According to the draft bill, the following Cameroonian products are subjected to an export tax representing 10% of the taxable value: diamond, gold, rice, crude palm oil, millet, sorghum, gum arabic, cola nuts and Gnetum africanum also known as "Eru/Okok".
The export tax rate applicable to raw timber is 35% of the FOB value and is set at 10% for processed and semi-processed timber. “The above-mentioned rates apply to the export of such goods to free industrial zones and similar regimes,” the draft bill specifies.

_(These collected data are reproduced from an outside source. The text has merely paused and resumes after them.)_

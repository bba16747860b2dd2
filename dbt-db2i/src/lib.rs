//! Db2 for i dialect adapter
//!
//! This crate lets a SQL-transformation engine run models against Db2 for i
//! (IBM i) through the IBM i Access ODBC driver.
//!
//! ## Features
//!
//! - **Connection lifecycle** - Lazy open, release, cancel and a terminal failed state
//! - **Error classification** - Database errors are kept apart from driver and adapter failures
//! - **Type mapping** - Native types for sampled data and catalog columns
//! - **Identifier policy** - Quoted or unquoted, with optional database qualification
//! - **Row diffs** - SQL comparing the contents of two relations
//!
//! ## Example
//!
//! ```rust,no_run
//! use dbt_db2i::{AdapterLogger, Db2iAdapter, Db2iConnectionManager, Db2iCredentials, OdbcDriver};
//! use std::sync::Arc;
//!
//! # fn example() -> Result<(), dbt_db2i::Db2iError> {
//! let credentials = Db2iCredentials::from_pairs([
//!     ("driver", "IBM i Access ODBC Driver"),
//!     ("system", "myibmi"),
//!     ("database", "MYDB"),
//!     ("user", "dbtuser"),
//!     ("password", "secret"),
//!     ("library", "ANALYTICS"),
//! ])?;
//! let mut manager = Db2iConnectionManager::new(
//!     Arc::new(credentials),
//!     Arc::new(OdbcDriver),
//!     AdapterLogger::global(),
//! );
//! manager.set_connection_name("master");
//! let mut adapter = Db2iAdapter::new(manager);
//! adapter.debug_query()?;
//! # Ok(())
//! # }
//! ```

#![cfg_attr(docsrs, feature(doc_cfg))]

// Re-export everything from dbt-db2i-core
pub use dbt_db2i_core::*;
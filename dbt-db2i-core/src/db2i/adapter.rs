//! The adapter surface consulted by the host engine.

use crate::db2i::column::Db2iColumn;
use crate::db2i::diff::rows_different_sql;
use crate::db2i::error::{Db2iError, Db2iResult};
use crate::db2i::relation::{Db2iRelation, quote_identifier};
use crate::db2i::table::TabularResult;
use crate::db2i::types;
use crate::db2i::value::Db2iValue;
use crate::db2i::{AdapterResponse, Db2iConnectionManager};
use rust_decimal::prelude::ToPrimitive;

/// Dialect helpers layered over one worker's connection manager.
#[derive(Debug)]
pub struct Db2iAdapter {
    manager: Db2iConnectionManager,
}

impl Db2iAdapter {
    pub fn new(manager: Db2iConnectionManager) -> Self {
        Self { manager }
    }

    pub fn connections(&mut self) -> &mut Db2iConnectionManager {
        &mut self.manager
    }

    pub fn into_inner(self) -> Db2iConnectionManager {
        self.manager
    }

    pub fn execute(
        &mut self,
        sql: &str,
        auto_begin: bool,
        fetch: bool,
    ) -> Db2iResult<(AdapterResponse, TabularResult)> {
        self.manager.execute(sql, auto_begin, fetch)
    }

    pub fn date_function() -> &'static str {
        "current_timestamp"
    }

    pub fn quote(identifier: &str) -> String {
        quote_identifier(identifier)
    }

    /// Native type for a column of sampled data.
    pub fn convert_type(table: &TabularResult, col_idx: usize) -> Option<String> {
        types::convert_type(table, col_idx)
    }

    /// Check that the database answers at all.
    pub fn debug_query(&mut self) -> Db2iResult<()> {
        self.execute("select 1 as one from sysibm.sysdummy1", false, false)?;
        Ok(())
    }

    pub fn timestamp_add_sql(add_to: &str, number: i64, interval: &str) -> String {
        format!("{} - {} {}", add_to, number, interval)
    }

    pub fn string_add_sql(add_to: &str, value: &str, location: &str) -> Db2iResult<String> {
        match location {
            "append" => Ok(format!("{} || '{}'", add_to, value)),
            "prepend" => Ok(format!("'{}' || {}", value, add_to)),
            other => Err(Db2iError::internal(format!(
                "Got an unexpected location value of \"{}\"",
                other
            ))),
        }
    }

    /// Columns of `relation` in ordinal order, read from the catalog.
    pub fn get_columns_in_relation(
        &mut self,
        relation: &Db2iRelation,
    ) -> Db2iResult<Vec<Db2iColumn>> {
        let schema = relation
            .schema()
            .or_else(|| self.manager.credentials().get_schema())
            .ok_or_else(|| {
                Db2iError::internal(format!("relation {} has no schema", relation))
            })?;
        let identifier = relation.identifier().ok_or_else(|| {
            Db2iError::internal(format!("relation {} has no identifier", relation))
        })?;
        let quoting = relation.quote_policy();
        let sql = format!(
            "select column_name, data_type, length, numeric_precision, numeric_scale \
             from qsys2.syscolumns \
             where table_schema = {} and table_name = {} \
             order by ordinal_position",
            catalog_literal(schema, quoting.schema),
            catalog_literal(identifier, quoting.identifier),
        );

        let (_, table) = self.execute(&sql, false, true)?;
        columns_from_catalog(&table)
    }

    /// SQL reporting how the rows of `relation_a` and `relation_b` differ.
    ///
    /// Without `column_names` the columns of `relation_a` are used; the two
    /// relations are assumed to share them.
    pub fn get_rows_different_sql(
        &mut self,
        relation_a: &Db2iRelation,
        relation_b: &Db2iRelation,
        column_names: Option<&[String]>,
        except_operator: &str,
    ) -> Db2iResult<String> {
        let names: Vec<String> = match column_names {
            Some(names) => names.to_vec(),
            None => self
                .get_columns_in_relation(relation_a)?
                .into_iter()
                .map(|column| column.column)
                .collect(),
        };
        Ok(rows_different_sql(
            relation_a,
            relation_b,
            &names,
            except_operator,
        ))
    }
}

/// A catalog lookup literal. Unquoted names are stored upper case.
fn catalog_literal(name: &str, quoted: bool) -> String {
    let name = if quoted {
        name.to_string()
    } else {
        name.to_uppercase()
    };
    format!("'{}'", name.replace('\'', "''"))
}

fn columns_from_catalog(table: &TabularResult) -> Db2iResult<Vec<Db2iColumn>> {
    let index = |name: &str| {
        table.column_index(name).ok_or_else(|| {
            Db2iError::internal(format!("catalog query returned no {} column", name))
        })
    };
    let name_idx = index("column_name")?;
    let type_idx = index("data_type")?;
    let length_idx = index("length")?;
    let precision_idx = index("numeric_precision")?;
    let scale_idx = index("numeric_scale")?;

    Ok(table
        .rows()
        .iter()
        .map(|row| {
            let mut column = Db2iColumn::new(
                row[name_idx].to_string().trim_end(),
                row[type_idx].to_string().trim_end(),
            );
            if column.is_string() {
                column.char_size = as_u32(&row[length_idx]);
            } else if column.is_numeric() {
                column.numeric_precision = as_u32(&row[precision_idx]);
                column.numeric_scale = as_u32(&row[scale_idx]);
            }
            column
        })
        .collect())
}

fn as_u32(value: &Db2iValue) -> Option<u32> {
    match value {
        Db2iValue::Integer(i) => u32::try_from(*i).ok(),
        Db2iValue::Decimal(d) => d.trunc().to_u32(),
        Db2iValue::Float(f) if *f >= 0.0 => Some(*f as u32),
        Db2iValue::Text(s) => s.trim().parse().ok(),
        _ => None,
    }
}
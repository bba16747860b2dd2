//! ODBC connection string construction.

use crate::db2i::Db2iCredentials;
use odbc_api::escape_attribute_value;
use std::fmt;

const REDACTED_PASSWORD: &str = "PWD=****";

/// A connection string together with a copy that is safe to log.
///
/// `Debug` and `Display` both render the redacted form.
#[derive(Clone, PartialEq, Eq)]
pub struct ConnectionString {
    full: String,
    redacted: String,
}

impl ConnectionString {
    /// Build the wire connection string for `credentials`.
    ///
    /// Segments are `DRIVER={..};SYSTEM=..;DATABASE=..;NAM=..;UID=..;PWD=..`.
    /// Missing optional values are rendered as `None`, matching what the
    /// IBM i Access driver has always been handed for unset fields. Values
    /// containing `;` or `+` are braced so they cannot add attributes.
    pub fn build(credentials: &Db2iCredentials) -> Self {
        let segments = vec![
            format!("DRIVER={{{}}}", credentials.driver()),
            format!("SYSTEM={}", escape_attribute_value(credentials.system())),
            format!("DATABASE={}", escape_attribute_value(credentials.database())),
            format!("NAM={}", credentials.nam()),
            format!(
                "UID={}",
                escape_attribute_value(credentials.uid().unwrap_or("None"))
            ),
            format!(
                "PWD={}",
                escape_attribute_value(credentials.expose_password().unwrap_or("None"))
            ),
        ];

        Self {
            full: segments.join(";"),
            redacted: redact_segments(segments).join(";"),
        }
    }

    /// The string handed to the driver. Never log this.
    pub fn full(&self) -> &str {
        &self.full
    }

    pub fn redacted(&self) -> &str {
        &self.redacted
    }
}

/// Replace the first segment keyed `PWD` (case-insensitive) with a mask.
fn redact_segments(mut segments: Vec<String>) -> Vec<String> {
    if let Some(segment) = segments.iter_mut().find(|segment| {
        segment
            .split_once('=')
            .is_some_and(|(key, _)| key.trim().eq_ignore_ascii_case("PWD"))
    }) {
        *segment = REDACTED_PASSWORD.to_string();
    }
    segments
}

/// Redact an arbitrary `;`-separated connection string.
pub fn redact(connection_string: &str) -> String {
    redact_segments(split_segments(connection_string)).join(";")
}

/// Split on `;`, keeping a `{..}` braced value whole. Inside braces `}}`
/// is a literal `}`.
fn split_segments(connection_string: &str) -> Vec<String> {
    let mut segments = Vec::new();
    let mut current = String::new();
    let mut braced = false;
    let mut chars = connection_string.chars().peekable();
    while let Some(c) = chars.next() {
        match c {
            '{' if !braced && current.ends_with('=') => braced = true,
            '}' if braced && chars.peek() == Some(&'}') => {
                current.push_str("}}");
                chars.next();
                continue;
            }
            '}' if braced => braced = false,
            ';' if !braced => {
                segments.push(std::mem::take(&mut current));
                continue;
            }
            _ => {}
        }
        current.push(c);
    }
    segments.push(current);
    segments
}

impl fmt::Display for ConnectionString {
    fn fmt(&self, f: &mut fmt::Formatter<'_>) -> fmt::Result {
        f.write_str(&self.redacted)
    }
}

impl fmt::Debug for ConnectionString {
    fn fmt(&self, f: &mut fmt::Formatter<'_>) -> fmt::Result {
        f.debug_tuple("ConnectionString").field(&self.redacted).finish()
    }
}
//! Column descriptors and their Db2 for i type syntax.

use std::fmt;

/// Dialect-neutral labels and the native type each one stands for.
pub const TYPE_LABELS: &[(&str, &str)] = &[
    ("STRING", "VARCHAR(4000)"),
    ("TIMESTAMP", "TIMESTAMP"),
    ("FLOAT", "DECFLOAT"),
    ("INTEGER", "INTEGER"),
];

/// Native type names that are always strings.
const STRING_DATATYPES: &[&str] = &["char", "nchar", "varchar", "nvarchar"];
/// Native type names that are always numeric.
const NUMBER_DATATYPES: &[&str] = &["decimal", "decfloat"];

const GENERIC_STRING_DATATYPES: &[&str] = &["text", "character varying", "character", "varchar"];
const GENERIC_NUMERIC_DATATYPES: &[&str] = &["numeric", "decimal"];
const INTEGER_DATATYPES: &[&str] = &[
    "smallint", "integer", "bigint", "smallserial", "serial", "bigserial", "int2", "int4", "int8",
];
const FLOAT_DATATYPES: &[&str] = &[
    "real", "float4", "float", "double precision", "float8", "double",
];
const TIMESTAMP_DATATYPES: &[&str] = &["timestamp", "date", "time"];

/// Size assumed for a string column whose width is unknown.
const DEFAULT_STRING_SIZE: u32 = 256;

/// Coarse classification of a column's type.
#[derive(Debug, Clone, Copy, PartialEq, Eq)]
pub enum ColumnKind {
    String,
    Numeric,
    Timestamp,
    Other,
}

/// Translate a dialect-neutral label to its native type; other names pass
/// through unchanged.
pub fn translate_type(dtype: &str) -> String {
    let upper = dtype.to_ascii_uppercase();
    TYPE_LABELS
        .iter()
        .find(|(label, _)| *label == upper)
        .map(|(_, native)| native.to_string())
        .unwrap_or_else(|| dtype.to_string())
}

/// Render `TYPE(size)`, or the bare type when the size is unknown.
pub fn string_type(dtype: &str, size: Option<u32>) -> String {
    match size {
        Some(size) => format!("{}({})", dtype, size),
        None => dtype.to_string(),
    }
}

/// Render `TYPE(precision,scale)`, or the bare type when either is unknown.
pub fn numeric_type(dtype: &str, precision: Option<u32>, scale: Option<u32>) -> String {
    match (precision, scale) {
        (Some(precision), Some(scale)) => format!("{}({},{})", dtype, precision, scale),
        _ => dtype.to_string(),
    }
}

fn is_one_of(dtype: &str, names: &[&str]) -> bool {
    let lower = dtype.to_ascii_lowercase();
    names.contains(&lower.as_str())
}

/// A column of an existing relation.
#[derive(Debug, Clone, PartialEq, Eq)]
pub struct Db2iColumn {
    pub(crate) column: String,
    pub(crate) dtype: String,
    pub(crate) char_size: Option<u32>,
    pub(crate) numeric_precision: Option<u32>,
    pub(crate) numeric_scale: Option<u32>,
}

impl Db2iColumn {
    pub fn new(column: impl Into<String>, dtype: impl Into<String>) -> Self {
        Self {
            column: column.into(),
            dtype: dtype.into(),
            char_size: None,
            numeric_precision: None,
            numeric_scale: None,
        }
    }

    /// A column whose type is given as a label (`STRING`, `FLOAT`, ...) or a
    /// native type name.
    pub fn create(name: impl Into<String>, label_or_dtype: &str) -> Self {
        Self::new(name, translate_type(label_or_dtype))
    }

    /// Parse a raw catalog type such as `varchar(20)` or `decimal(10,2)`.
    pub fn from_description(name: impl Into<String>, raw_data_type: &str) -> Self {
        let raw = raw_data_type.trim();
        let Some((dtype, rest)) = raw.split_once('(') else {
            return Self::new(name, raw);
        };
        let mut column = Self::new(name, dtype.trim());
        let sizes: Vec<Option<u32>> = rest
            .trim_end_matches(')')
            .split(',')
            .map(|part| part.trim().parse().ok())
            .collect();
        match sizes.as_slice() {
            [size] if column.is_string() => column.char_size = *size,
            [precision] => column.numeric_precision = *precision,
            [precision, scale, ..] => {
                column.numeric_precision = *precision;
                column.numeric_scale = *scale;
            }
            [] => {}
        }
        column
    }

    pub fn with_char_size(mut self, size: u32) -> Self {
        self.char_size = Some(size);
        self
    }

    pub fn with_numeric(mut self, precision: u32, scale: u32) -> Self {
        self.numeric_precision = Some(precision);
        self.numeric_scale = Some(scale);
        self
    }

    pub fn name(&self) -> &str {
        &self.column
    }

    pub fn dtype(&self) -> &str {
        &self.dtype
    }

    pub fn char_size(&self) -> Option<u32> {
        self.char_size
    }

    pub fn quoted(&self) -> String {
        format!("\"{}\"", self.column)
    }

    /// The full type as it would appear in DDL.
    pub fn data_type(&self) -> String {
        if self.is_string() {
            string_type(&self.dtype, self.char_size)
        } else if self.is_numeric() {
            numeric_type(&self.dtype, self.numeric_precision, self.numeric_scale)
        } else {
            self.dtype.clone()
        }
    }

    pub fn is_string(&self) -> bool {
        is_one_of(&self.dtype, STRING_DATATYPES) || is_one_of(&self.dtype, GENERIC_STRING_DATATYPES)
    }

    pub fn is_numeric(&self) -> bool {
        is_one_of(&self.dtype, NUMBER_DATATYPES)
            || is_one_of(&self.dtype, GENERIC_NUMERIC_DATATYPES)
    }

    pub fn is_integer(&self) -> bool {
        is_one_of(&self.dtype, INTEGER_DATATYPES)
    }

    pub fn is_float(&self) -> bool {
        is_one_of(&self.dtype, FLOAT_DATATYPES)
    }

    pub fn is_number(&self) -> bool {
        self.is_integer() || self.is_float() || self.is_numeric()
    }

    pub fn kind(&self) -> ColumnKind {
        if self.is_string() {
            ColumnKind::String
        } else if self.is_number() {
            ColumnKind::Numeric
        } else if is_one_of(&self.dtype, TIMESTAMP_DATATYPES) {
            ColumnKind::Timestamp
        } else {
            ColumnKind::Other
        }
    }

    /// Declared width of a string column, 256 when unknown. `None` for
    /// columns that are not strings.
    pub fn string_size(&self) -> Option<u32> {
        self.is_string()
            .then(|| self.char_size.unwrap_or(DEFAULT_STRING_SIZE))
    }

    /// Whether this string column can be widened to fit `other`.
    pub fn can_expand_to(&self, other: &Db2iColumn) -> bool {
        match (self.string_size(), other.string_size()) {
            (Some(own), Some(theirs)) => own < theirs,
            _ => false,
        }
    }

    /// A literal of this column's type.
    pub fn literal(&self, value: &str) -> String {
        format!("cast({} as {})", value, self.data_type())
    }
}

impl fmt::Display for Db2iColumn {
    fn fmt(&self, f: &mut fmt::Formatter<'_>) -> fmt::Result {
        write!(f, "{} {}", self.column, self.data_type())
    }
}
//! Db2 for i dialect adapter.
//!
//! Connects to IBM i through the IBM i Access ODBC driver and gives a host
//! SQL-transformation engine a uniform contract for opening connections,
//! running statements, mapping column types and rendering identifiers.
//!
//! ## Connection Strings
//!
//! Connection strings are built from [`Db2iCredentials`]:
//!
//! ```text
//! DRIVER={IBM i Access ODBC Driver};SYSTEM=myibmi;DATABASE=MYDB;NAM=0;UID=user;PWD=secret
//! ```
//!
//! Only the redacted form, with the password replaced by `PWD=****`, is
//! ever logged.
//!
//! ## Example
//!
//! ```rust,no_run
//! use dbt_db2i_core::db2i::{AdapterLogger, Db2iConnectionManager, Db2iCredentials, OdbcDriver};
//! use std::sync::Arc;
//!
//! # fn example() -> Result<(), dbt_db2i_core::db2i::Db2iError> {
//! let credentials = Db2iCredentials::new("IBM i Access ODBC Driver", "myibmi", "MYDB")
//!     .user("user")
//!     .password("secret");
//! let mut manager = Db2iConnectionManager::new(
//!     Arc::new(credentials),
//!     Arc::new(OdbcDriver),
//!     AdapterLogger::global(),
//! );
//! manager.set_connection_name("model.my_model");
//! let (response, table) = manager.execute("select 1 as one from sysibm.sysdummy1", false, true)?;
//! # Ok(())
//! # }
//! ```

mod adapter;
mod column;
mod connection;
mod connection_string;
mod credentials;
pub mod diff;
pub mod driver;
mod error;
mod logger;
mod options;
mod query_result;
mod relation;
mod table;
mod type_info;
pub mod types;
mod value;

pub use adapter::Db2iAdapter;
pub use column::{ColumnKind, Db2iColumn, TYPE_LABELS, numeric_type, string_type, translate_type};
pub use connection::{
    ConnectionState, Db2iCancelHandle, Db2iConnection, Db2iConnectionManager, TYPE,
};
pub use connection_string::{ConnectionString, redact};
pub use credentials::{CREDENTIAL_ALIASES, Db2iCredentials, canonical_key};
pub use driver::{
    Driver, NativeCancel, NativeColumn, NativeConnection, NativeCursor, OdbcDriver,
    decode_text_cell,
};
pub use error::{Db2iError, Db2iResult, NativeError, NativeErrorKind};
pub use logger::{AdapterLogger, DEFAULT_TARGET};
pub use options::Db2iConnectOptions;
pub use query_result::AdapterResponse;
pub use relation::{Db2iRelation, EPHEMERAL_PREFIX, Policy, quote_identifier};
pub use table::{TabularColumn, TabularResult};
pub use type_info::{ColumnType, DataTypeExt, Db2iTypeInfo, SQL_DECFLOAT, data_type_name};
pub use value::{Db2iBinding, Db2iValue};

Exports by oil, gas and mining companies, as well as those of companies authorized under the private investment incentive scheme, remain governed, unless expressly provided otherwise, by the provisions of the laws establishing the sectoral codes concerned and Law No 2013/04 of 18 April 2013 establishing private investment incentives in Cameroon, since these sectoral codes provide for exemptions on a case-by-case basis, the draft bill indicates without further detail.
In addition, for the re-exportation or re-shipment of goods subjected to “a special measure of total or partial exemption from, or suspension of, customs duties and taxes,” the unpaid customs duties and taxes for the importation should be entirely paid “when [the products are] re-exported in the same condition as” they were imported, the draft bill revealed.